**WHAT IS BEING ASKED**
Scan the records below, and wherever a line has the word "RepositoryConfig", pull it out.

══════════════════════════════

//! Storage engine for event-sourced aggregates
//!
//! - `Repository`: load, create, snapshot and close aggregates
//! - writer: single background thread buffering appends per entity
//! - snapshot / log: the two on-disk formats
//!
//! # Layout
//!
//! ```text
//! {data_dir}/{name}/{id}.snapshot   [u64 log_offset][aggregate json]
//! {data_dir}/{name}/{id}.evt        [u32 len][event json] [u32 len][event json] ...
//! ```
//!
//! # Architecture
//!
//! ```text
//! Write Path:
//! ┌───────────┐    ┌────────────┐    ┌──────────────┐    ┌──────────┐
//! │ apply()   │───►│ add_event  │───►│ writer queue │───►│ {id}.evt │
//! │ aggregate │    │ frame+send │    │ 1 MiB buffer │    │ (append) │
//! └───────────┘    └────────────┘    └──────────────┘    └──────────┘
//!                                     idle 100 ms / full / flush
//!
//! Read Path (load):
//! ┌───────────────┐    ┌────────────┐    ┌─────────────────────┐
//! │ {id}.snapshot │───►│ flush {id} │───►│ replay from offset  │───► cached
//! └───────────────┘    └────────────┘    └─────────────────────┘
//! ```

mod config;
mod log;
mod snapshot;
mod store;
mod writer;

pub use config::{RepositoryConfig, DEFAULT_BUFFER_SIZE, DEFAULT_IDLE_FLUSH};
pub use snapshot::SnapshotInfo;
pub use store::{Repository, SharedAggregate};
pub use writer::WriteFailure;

══════════════════════════════

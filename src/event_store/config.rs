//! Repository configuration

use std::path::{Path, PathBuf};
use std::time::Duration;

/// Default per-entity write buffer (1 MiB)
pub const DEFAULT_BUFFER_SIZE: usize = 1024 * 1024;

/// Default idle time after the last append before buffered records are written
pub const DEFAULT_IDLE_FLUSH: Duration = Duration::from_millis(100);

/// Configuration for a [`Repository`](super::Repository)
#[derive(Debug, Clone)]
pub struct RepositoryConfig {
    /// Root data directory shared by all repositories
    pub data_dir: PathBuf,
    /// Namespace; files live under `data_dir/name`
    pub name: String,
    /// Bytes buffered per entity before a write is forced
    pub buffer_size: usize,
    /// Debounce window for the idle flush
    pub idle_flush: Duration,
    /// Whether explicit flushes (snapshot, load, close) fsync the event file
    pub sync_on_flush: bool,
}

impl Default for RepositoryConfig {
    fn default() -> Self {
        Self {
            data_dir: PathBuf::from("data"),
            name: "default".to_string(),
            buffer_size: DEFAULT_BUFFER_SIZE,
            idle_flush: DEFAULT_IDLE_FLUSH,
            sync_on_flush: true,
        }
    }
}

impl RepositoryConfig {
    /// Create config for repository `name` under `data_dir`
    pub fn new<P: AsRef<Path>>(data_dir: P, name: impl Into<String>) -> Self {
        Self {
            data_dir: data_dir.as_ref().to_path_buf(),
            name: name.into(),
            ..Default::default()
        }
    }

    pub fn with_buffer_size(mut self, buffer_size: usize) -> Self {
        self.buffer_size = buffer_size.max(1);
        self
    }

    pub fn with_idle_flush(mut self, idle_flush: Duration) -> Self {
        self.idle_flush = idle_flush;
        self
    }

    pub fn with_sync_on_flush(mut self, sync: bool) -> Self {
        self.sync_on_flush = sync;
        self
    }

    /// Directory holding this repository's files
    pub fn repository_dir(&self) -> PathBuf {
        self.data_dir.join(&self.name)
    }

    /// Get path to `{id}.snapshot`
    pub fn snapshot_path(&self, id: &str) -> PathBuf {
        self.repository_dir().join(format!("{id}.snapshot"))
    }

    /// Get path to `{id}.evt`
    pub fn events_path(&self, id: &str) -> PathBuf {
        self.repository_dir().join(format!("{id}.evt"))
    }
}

══════════════════════════════

**REPLY TO THE EXERCISE**
pub use config::{RepositoryConfig, DEFAULT_BUFFER_SIZE, DEFAULT_IDLE_FLUSH};
pub struct RepositoryConfig {
impl Default for RepositoryConfig {
impl RepositoryConfig {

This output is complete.